My friend Steve Gadlin is a professional weirdo. From all appearances he's a mild-mannered, glasses-wearing, hoodie-clad father of three but his life's calling is to create and curate odd projects. He's best known for being the I Want to Draw a Cat For You guy. He's also produced, through his company Blewt!, hit shows in Chicago like Impress These Apes and Don't Spit the Water! There's also Two-Film T-Shirts and Fart.url (a sadly-defunct service that would shorten links and also provide a fart noise upon opening.) And now he's working on something new: Steve Gadlin's Starmakers, a local television talent search that's on every Wednesday at 3:30 AM with a new show launching via podcast tonight. I caught up with him to hear what's up with this new thing:
Tell me about Starmakers--when you got the idea, what inspired it, and so on.
Steve Gadlin's Star Makers has been in my head for a while. I actually almost launched it several years ago as Ernie Bernie's "Time for Talent" but then I got real busy drawing cats for people and decided to shelve it. It's heavily inspired by The Lawrence Welk Show, The Gong Show, and an old public access show from New York called Stairway to Stardom.
What about this project excites you more than the other ones you've created in the past?
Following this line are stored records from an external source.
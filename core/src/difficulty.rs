//! Encounter difficulty against per-level party XP thresholds.
//!
//! Classification compares the raw sum of monster XP with the party
//! thresholds. The monster-count multiplier is only reported alongside as
//! `adjusted_xp` for budgeting and never moves the classification.

use serde::{Deserialize, Serialize};
use std::fmt;

use crate::encounter::Encounter;

/// easy, medium, hard, deadly for party levels 1..=10
const LEVEL_THRESHOLDS: [[u32; 4]; 10] = [
    [25, 50, 75, 100],
    [50, 100, 150, 200],
    [75, 150, 225, 400],
    [125, 250, 375, 500],
    [250, 500, 750, 1100],
    [300, 600, 900, 1400],
    [350, 750, 1100, 1700],
    [450, 900, 1400, 2100],
    [550, 1100, 1600, 2400],
    [600, 1200, 1900, 2800],
];

pub const MIN_PARTY_LEVEL: u8 = 1;
pub const MAX_PARTY_LEVEL: u8 = 10;

/// A target difficulty tier.
#[derive(Debug, Clone, Copy, PartialEq, Eq, Hash, Serialize, Deserialize, Default)]
pub enum Tier {
    Easy,
    #[default]
    Medium,
    Hard,
    Deadly,
}

/// The outcome of classifying an encounter.
#[derive(Debug, Clone, Copy, PartialEq, Eq, PartialOrd, Ord, Hash, Serialize, Deserialize)]
pub enum Difficulty {
    Trivial,
    Easy,
    Medium,
    Hard,
    Deadly,
}

impl fmt::Display for Difficulty {
    fn fmt(&self, f: &mut fmt::Formatter<'_>) -> fmt::Result {
        write!(f, "{:?}", self)
    }
}

impl fmt::Display for Tier {
    fn fmt(&self, f: &mut fmt::Formatter<'_>) -> fmt::Result {
        write!(f, "{:?}", self)
    }
}

#[derive(Debug, Clone, Copy, PartialEq, Eq, Default, Serialize, Deserialize)]
pub struct Thresholds {
    pub easy: u32,
    pub medium: u32,
    pub hard: u32,
    pub deadly: u32,
}

impl Thresholds {
    /// Per-character thresholds; levels outside 1..=10 are clamped.
    pub fn for_level(level: u8) -> Self {
        let level = level.clamp(MIN_PARTY_LEVEL, MAX_PARTY_LEVEL);
        let [easy, medium, hard, deadly] = LEVEL_THRESHOLDS[usize::from(level - 1)];
        Self {
            easy,
            medium,
            hard,
            deadly,
        }
    }

    pub fn for_party(party_size: u32, party_level: u8) -> Self {
        let per_level = Self::for_level(party_level);
        Self {
            easy: per_level.easy.saturating_mul(party_size),
            medium: per_level.medium.saturating_mul(party_size),
            hard: per_level.hard.saturating_mul(party_size),
            deadly: per_level.deadly.saturating_mul(party_size),
        }
    }

    pub fn for_tier(&self, tier: Tier) -> u32 {
        match tier {
            Tier::Easy => self.easy,
            Tier::Medium => self.medium,
            Tier::Hard => self.hard,
            Tier::Deadly => self.deadly,
        }
    }

    /// Highest threshold reached wins; below easy is trivial.
    pub fn classify(&self, xp: u32) -> Difficulty {
        if xp >= self.deadly {
            Difficulty::Deadly
        } else if xp >= self.hard {
            Difficulty::Hard
        } else if xp >= self.medium {
            Difficulty::Medium
        } else if xp >= self.easy {
            Difficulty::Easy
        } else {
            Difficulty::Trivial
        }
    }
}

/// Group-size multiplier applied to summed monster XP when budgeting.
pub fn encounter_multiplier(monster_count: usize) -> f64 {
    match monster_count {
        0 | 1 => 1.0,
        2 => 1.5,
        3..=4 => 2.0,
        5..=6 => 2.5,
        7..=8 => 3.0,
        9..=10 => 3.5,
        11..=12 => 4.0,
        13..=14 => 4.5,
        _ => 5.0,
    }
}

pub fn adjusted_xp(monster_xp: &[u32]) -> u32 {
    let total: u64 = monster_xp.iter().map(|xp| u64::from(*xp)).sum();
    let adjusted = (total as f64 * encounter_multiplier(monster_xp.len())).round();
    adjusted.min(f64::from(u32::MAX)) as u32
}

/// Total monster XP a party can face at the given tier.
pub fn xp_budget(party_size: u32, party_level: u8, tier: Tier) -> u32 {
    Thresholds::for_party(party_size, party_level).for_tier(tier)
}

#[derive(Debug, Clone, Copy, PartialEq, Eq, Serialize, Deserialize)]
pub struct DifficultySummary {
    pub difficulty: Difficulty,
    pub xp: u32,
    pub adjusted_xp: u32,
    pub party_threshold: Thresholds,
}

pub fn calculate_difficulty(encounter: &Encounter) -> DifficultySummary {
    let monster_xp: Vec<u32> = encounter
        .combatants
        .iter()
        .filter(|c| !c.is_pc())
        .map(|c| c.xp())
        .collect();
    let xp = monster_xp.iter().fold(0u32, |acc, xp| acc.saturating_add(*xp));
    let party_threshold = Thresholds::for_party(encounter.party_size, encounter.party_level);
    DifficultySummary {
        difficulty: party_threshold.classify(xp),
        xp,
        adjusted_xp: adjusted_xp(&monster_xp),
        party_threshold,
    }
}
In a sense, this is a boiled down version of a lot of other Blewt! projects. It's a very raw format - people come in and perform their talent for the camera. And I love the way the end product looks and feels. It's exciting to me because we really are creating found footage here - that, when viewed out of context 30 years from now, will really delight and confuse.
You have a long-standing history of loving late night TV and call-in shows. Tell us a bit about that.
I've always been a fan of fringe television. I grew up a little Jewish kid in Skokie that would always stop the dial on a Christian puppet show. I love low budget entertainment that just makes do with the resources at hand. That's the coolest stuff, the funniest stuff. I like entertainment with no pedestal of celebrity. I find it easier to relate to, and more fun to watch and create.
Web videos seem to be the future of entertainment, so why broadcast on Network TV and Public access instead of Web only?
I hope we're past the "web videos are the future of entertainment" thing. I think ENTERTAINMENT will always be the future of entertainment, and that people will follow good content wherever it goes. I think the bulk of our viewers will find us on our website, or through our podcast - but I also think it's very important for people to stumble upon this show. We're reaching a very random and wide audience by broadcasting on TV and on public access channels around the country. Accidentally seeing this stuff at 3:30am on a Wednesday is really the experience we want to create. The people who find it that way are the ones I'm most excited about reaching.
Any regrets about any of your projects to date?
Some days I regret having stood on national television and declared "I want to draw a cat for you!" But most days I don't. I suppose I regret the way I let fear control my performance life in the years before I formed Blewt! I passed on a lot of incredible opportunities as a result of crippling anxiety and self doubt. But every time I'm feeling regretful, I remind myself how amazing and fulfilling these last five years have been, and marvel at how sometimes you end up in the right place by doing all the wrong things.
What was the silliest idea you had just before Steve Gadlin's Starmakers?
I was a little serious about launching BoogerSwap.com for a while. It was going to be a site that let you swap your boogers for someone else's boogers. But then I realized there were probably laws preventing me from trafficking boogers by US mail, so I gave up on the idea. But I still own BoogerSwap.com, just in case the stars align some day.
Tell me something nice about your production partner, who helped me come up with these interview questions (except for this one.)
Mark Cuban? He's not really pulling his weight.